In future posts, I might ease into what exactly that is, but I can go ahead and say it’s nothing deathly or horrible. Just something complex and difficult, but with potentially happy end results. (And no, it’s not electro-shock therapy, though that might not be a bad idea, considering.)
But ironing out the painstaking details (and I am not a details person) is for someone with a lot more patience and sobriety than I currently possess. Unfortunately, it’s in my constitution to get completely cocked up over the details/waiting-game stage and just go completely off the rails. Which I have done gloriously in the last week. I go around with an expression on my face that probably looks like I drink human souls for breakfast.
Perhaps offering my services to a timid co-worker today was a bit much. “Send that motherfucker my way,” I told her about an unruly office mate of ours. “I’m in the mood to shank someone.” Even an AA friend, after casually asking me tonight how I was, pulled away and said, “You look like you either want to eat my face or cry. Or both.”
Because I feel like I am about to break. It’s probably NO BUENO when you’re driving home from an AA meeting and fantasizing about how good a vodka cranberry would be right about then.

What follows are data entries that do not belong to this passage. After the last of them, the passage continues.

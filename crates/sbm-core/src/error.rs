//! Error taxonomy for build, deploy and registry operations.
//!
//! Fatal conditions surface as `Err(SbmError)`. Per-target and per-entry
//! problems are carried inside reports so that a batch never aborts on a
//! single bad artifact.

use std::path::PathBuf;

use thiserror::Error;

/// Result type alias for sbm operations
pub type SbmResult<T> = Result<T, SbmError>;

#[derive(Error, Debug)]
pub enum SbmError {
    /// The package manifest could not be read
    #[error("cannot read manifest {path}: {source}")]
    ManifestUnreadable {
        path: PathBuf,
        #[source]
        source: std::io::Error,
    },

    /// The manifest declares no executable targets
    #[error("no executable targets declared in {manifest}")]
    NoExecutableTargets { manifest: PathBuf },

    /// The build tool could not be started
    #[error("failed to spawn build tool '{program}': {source}")]
    BuildSpawn {
        program: String,
        #[source]
        source: std::io::Error,
    },

    /// The build tool exited with a non-zero status (-1 when killed by a signal)
    #[error("build failed with exit code {exit_code}")]
    BuildFailed { exit_code: i32 },

    /// An artifact could not be placed at its destination
    #[error("failed to replace '{target}': {reason}")]
    ReplaceFailed { target: String, reason: String },

    /// The sidecar could not be written after a successful placement
    #[error("failed to write metadata for '{target}' at {path}: {reason}")]
    MetadataWriteFailed {
        target: String,
        path: PathBuf,
        reason: String,
    },

    /// A registry entry could not be inspected
    #[error("cannot read registry entry {entry}: {reason}")]
    RegistryRead { entry: PathBuf, reason: String },

    /// A sidecar exists but holds no usable Key=Value pairs
    #[error("unparsable metadata in {path}: {reason}")]
    MetadataParse { path: PathBuf, reason: String },

    /// A configuration file exists but could not be read
    #[error("cannot read config file {path}: {source}")]
    ConfigRead {
        path: PathBuf,
        #[source]
        source: std::io::Error,
    },

    /// A configuration file is not valid TOML for the schema
    #[error("invalid config file {path}:\n{message}")]
    ConfigParse { path: PathBuf, message: String },

    /// The destination root could not be created
    #[error("destination {path} is unavailable: {source}")]
    DestinationUnavailable {
        path: PathBuf,
        #[source]
        source: std::io::Error,
    },

    #[error("could not determine home directory")]
    HomeDirUnavailable,
}

impl SbmError {
    /// Whether the error aborts the whole operation rather than a single target.
    pub fn is_fatal(&self) -> bool {
        !matches!(
            self,
            SbmError::ReplaceFailed { .. }
                | SbmError::MetadataWriteFailed { .. }
                | SbmError::RegistryRead { .. }
                | SbmError::MetadataParse { .. }
        )
    }
}
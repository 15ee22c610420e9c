//! Application context for unified dependency injection.

use std::path::{Path, PathBuf};

use crate::config::{self, ResolvedConfig};
use crate::error::{SbmError, SbmResult};

/// Resolved directories shared by every command.
///
/// Frontends create this once and pass it to commands; tests build it from
/// temp directories with [`SbmContext::from_paths`].
#[derive(Debug, Clone)]
pub struct SbmContext {
    home_dir: PathBuf,
    cwd: PathBuf,
    global_config_dir: PathBuf,
}

impl SbmContext {
    /// Context for the current user and working directory.
    pub fn with_defaults() -> anyhow::Result<Self> {
        let home_dir = require_home(dirs::home_dir())?;
        let cwd = std::env::current_dir()?;
        let global_config_dir = config::default_global_config_dir(&home_dir);
        Ok(Self::from_paths(home_dir, cwd, global_config_dir))
    }

    pub fn from_paths(home_dir: PathBuf, cwd: PathBuf, global_config_dir: PathBuf) -> Self {
        Self {
            home_dir,
            cwd,
            global_config_dir,
        }
    }

    pub fn home_dir(&self) -> &Path {
        &self.home_dir
    }

    pub fn cwd(&self) -> &Path {
        &self.cwd
    }

    pub fn global_config_dir(&self) -> &Path {
        &self.global_config_dir
    }

    /// Anchor a user-supplied path: `~` expands to home, relative paths join cwd.
    pub fn absolutize(&self, raw: &Path) -> PathBuf {
        let expanded = match raw.to_str() {
            Some(s) => config::expand_tilde(s, &self.home_dir),
            None => raw.to_path_buf(),
        };
        if expanded.is_absolute() {
            expanded
        } else {
            self.cwd.join(expanded)
        }
    }

    /// Project root for an optional `--project` argument.
    pub fn project_root(&self, project: Option<&Path>) -> PathBuf {
        project
            .map(|p| self.absolutize(p))
            .unwrap_or_else(|| self.cwd.clone())
    }

    pub fn load_config(&self, project_root: &Path) -> SbmResult<ResolvedConfig> {
        config::load_config(&self.global_config_dir, project_root, &self.home_dir)
    }
}

fn require_home(home: Option<PathBuf>) -> SbmResult<PathBuf> {
    home.ok_or(SbmError::HomeDirUnavailable)
}

#[cfg(test)]
mod tests {
    use super::*;

    #[test]
    fn missing_home_is_a_typed_error() {
        let err = require_home(None).unwrap_err();
        assert!(matches!(err, SbmError::HomeDirUnavailable));
        assert!(err.is_fatal());
        assert_eq!(err.to_string(), "could not determine home directory");

        assert_eq!(
            require_home(Some(PathBuf::from("/home/u"))).unwrap(),
            PathBuf::from("/home/u")
        );
    }
}
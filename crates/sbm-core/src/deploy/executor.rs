//! Place built binaries at their destinations and document them.
//!
//! Each target is handled on its own: a failed placement is recorded and the
//! batch moves on, and a failed sidecar write leaves the binary deployed but
//! undocumented. Neither aborts the remaining targets.

use std::path::{Path, PathBuf};

use chrono::Utc;
use serde::Serialize;
use tracing::{info, warn};

use crate::build::build_output_path;
use crate::error::{SbmError, SbmResult};
use crate::fs::{self, Placement};
use crate::metadata::{Metadata, sidecar_path};
use crate::types::{BuildMode, Target};

use super::selector::DestinationOverrides;

#[derive(Debug, Clone, Serialize)]
pub struct DeployedArtifact {
    pub name: String,
    pub source: PathBuf,
    pub destination: PathBuf,
    pub placement: Placement,
    /// False when the sidecar write failed.
    pub documented: bool,
    #[serde(skip_serializing_if = "Option::is_none")]
    pub checksum: Option<String>,
}

#[derive(Debug, Clone, Serialize)]
pub struct DeployFailure {
    pub target: String,
    pub error: String,
}

#[derive(Debug, Clone, Default, Serialize)]
pub struct DeployReport {
    pub deployed: Vec<DeployedArtifact>,
    pub failures: Vec<DeployFailure>,
    pub warnings: Vec<String>,
}

impl DeployReport {
    pub fn changed(&self) -> bool {
        !self.deployed.is_empty()
    }

    pub fn is_success(&self) -> bool {
        self.failures.is_empty()
    }
}

/// Deploys one project's build outputs for one mode.
#[derive(Debug, Clone)]
pub struct ArtifactDeployer {
    project_root: PathBuf,
    mode: BuildMode,
    destination_root: PathBuf,
    overrides: DestinationOverrides,
    package_name: Option<String>,
}

impl ArtifactDeployer {
    pub fn new(project_root: PathBuf, mode: BuildMode, destination_root: PathBuf) -> Self {
        Self {
            project_root,
            mode,
            destination_root,
            overrides: DestinationOverrides::default(),
            package_name: None,
        }
    }

    pub fn with_overrides(mut self, overrides: DestinationOverrides) -> Self {
        self.overrides = overrides;
        self
    }

    pub fn with_package_name(mut self, name: impl Into<String>) -> Self {
        self.package_name = Some(name.into());
        self
    }

    pub fn destination_for(&self, target: &str) -> PathBuf {
        self.overrides.resolve(target, &self.destination_root)
    }

    /// Deploy `targets` in order.
    ///
    /// Fatal errors, such as an unusable destination root, are returned;
    /// per-target failures end up in the report.
    pub fn deploy(&self, targets: &[Target]) -> SbmResult<DeployReport> {
        std::fs::create_dir_all(&self.destination_root).map_err(|source| {
            SbmError::DestinationUnavailable {
                path: self.destination_root.clone(),
                source,
            }
        })?;

        let mut report = DeployReport::default();
        for target in targets {
            match self.deploy_one(&target.name, &mut report.warnings) {
                Ok(artifact) => report.deployed.push(artifact),
                Err(err) if err.is_fatal() => return Err(err),
                Err(err) => {
                    warn!(target_name = %target.name, error = %err, "Deployment failed");
                    report.failures.push(DeployFailure {
                        target: target.name.clone(),
                        error: err.to_string(),
                    });
                }
            }
        }
        Ok(report)
    }

    fn deploy_one(&self, name: &str, warnings: &mut Vec<String>) -> SbmResult<DeployedArtifact> {
        let source = build_output_path(&self.project_root, self.mode, name);
        let destination = self.destination_for(name);

        let placement = fs::replace_file_atomic(&source, &destination).map_err(|err| {
            SbmError::ReplaceFailed {
                target: name.to_string(),
                reason: format!("{err:#}"),
            }
        })?;
        if placement == Placement::Replaced {
            info!(target_name = name, destination = %destination.display(), "Replaced existing binary");
        } else {
            info!(target_name = name, destination = %destination.display(), "Placed binary");
        }

        let checksum = match fs::hash_file(&destination) {
            Ok(sum) => Some(sum),
            Err(err) => {
                warnings.push(format!("{name}: could not checksum {}: {err:#}", destination.display()));
                None
            }
        };

        let documented = match self.write_sidecar(name, &destination, checksum.clone()) {
            Ok(()) => true,
            Err(err) => {
                warn!(target_name = name, error = %err, "Binary deployed without metadata");
                warnings.push(err.to_string());
                false
            }
        };

        Ok(DeployedArtifact {
            name: name.to_string(),
            source,
            destination,
            placement,
            documented,
            checksum,
        })
    }

    fn write_sidecar(
        &self,
        name: &str,
        destination: &Path,
        checksum: Option<String>,
    ) -> SbmResult<()> {
        let path = sidecar_path(destination);
        let metadata = Metadata {
            project_root: Some(self.project_root.clone()),
            build_type: Some(self.mode),
            deployed_at: Some(Utc::now()),
            destination_root: destination.parent().map(Path::to_path_buf),
            package_name: self.package_name.clone(),
            checksum,
            ..Metadata::default()
        };
        fs::write_file_atomic(&path, metadata.render().as_bytes()).map_err(|err| {
            SbmError::MetadataWriteFailed {
                target: name.to_string(),
                path: path.clone(),
                reason: format!("{err:#}"),
            }
        })
    }
}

I mean, I could almost taste it. And I drove extra-slowly past one of my old liquor stores. I stared at it with as much longing as I would a totally naked Alex Skarsgard helicoptering right in front of me. I could have been in and out in two minutes with a handle of vodka and no one would have been the wiser.
Still, while that crosses my mind, that’s all it’s doing right now. Because at the end of the day, I kept driving past that liquor store, and my idea of a fucking treat tonight was two extra fiber gummies, not a vodka cranberry. Today, I did my part: I went to a meeting, I talked to other alcoholics, and I didn’t take a drink. I don’t have to worry about or make promises regarding tomorrow. I just had to take care of today.
So, this Unnamed Future Event that’s coming up — it’s going to be rough. A lot like getting sober again, as far as the emotional investment. But then, I’m one of those pussies who thinks *everything* about life is hard. Things that normal, well-adjusted people do every day and have done for years just takes a monumental amount out of me.
I’m just muy incómodo when it comes to crying on the daily. In fact, that’s very much why I drank. And before I could drink, it was why I snarfed fattening delicious shit, and why I eventually would have done all the drugs: I detested the anxiety.
I live to be soothed. I hate chaos and conflict. I want my life to be a big ball of comfort. Even watching all those apocalyptic zombie shows and shit, I’m always all, “Who in the fuck would want to live in a world where you have no air conditioning, have to walk everywhere, and your occasional reward for not getting devoured by the undead is a commercial sized bucket of expired pudding?” (Unless I was nailing Daryl. Then I would hang tight and my will to live might possibly stay intact.)
Knowing all this mess was coming, I set up an appointment with my shrink and told her ass in no uncertain terms that I needed some medicinal help for this. That I had God, and AA, and a sponsor, and friends, and a talky therapist. But that there ain’t no shame in a good benzo to calm a bitch’s tits every now and then. She switched up a few things and is trying some new (non-addictive) add-ons that I hope will help.
The thing is, I will be okay. There are going to be a buttload of times when I’m going to feel like things are very NOT okay. But that’s the trick: to outthink this thing. If you can convince yourself that it’s not as real as it feels, and that it will pass, then you stand a much better chance of getting through it. Am I still going to sob silently in bathrooms? Yes. Will I hyperventilate while taking Mr. Teefs to the vet to get his anal glands expressed? Yes. (Safe to say: he was also unhappy.) Do some anxiety attacks hit me like a metric ton of bricks, while others slowly, sinisterly creep up over the course of a day? Yes. So — I will cry. I will be out of breath. I will feel like my chest is in an ever-tightening vice. I will get tunnel vision. I will want to hide. I will hide when I can. But I will get through it.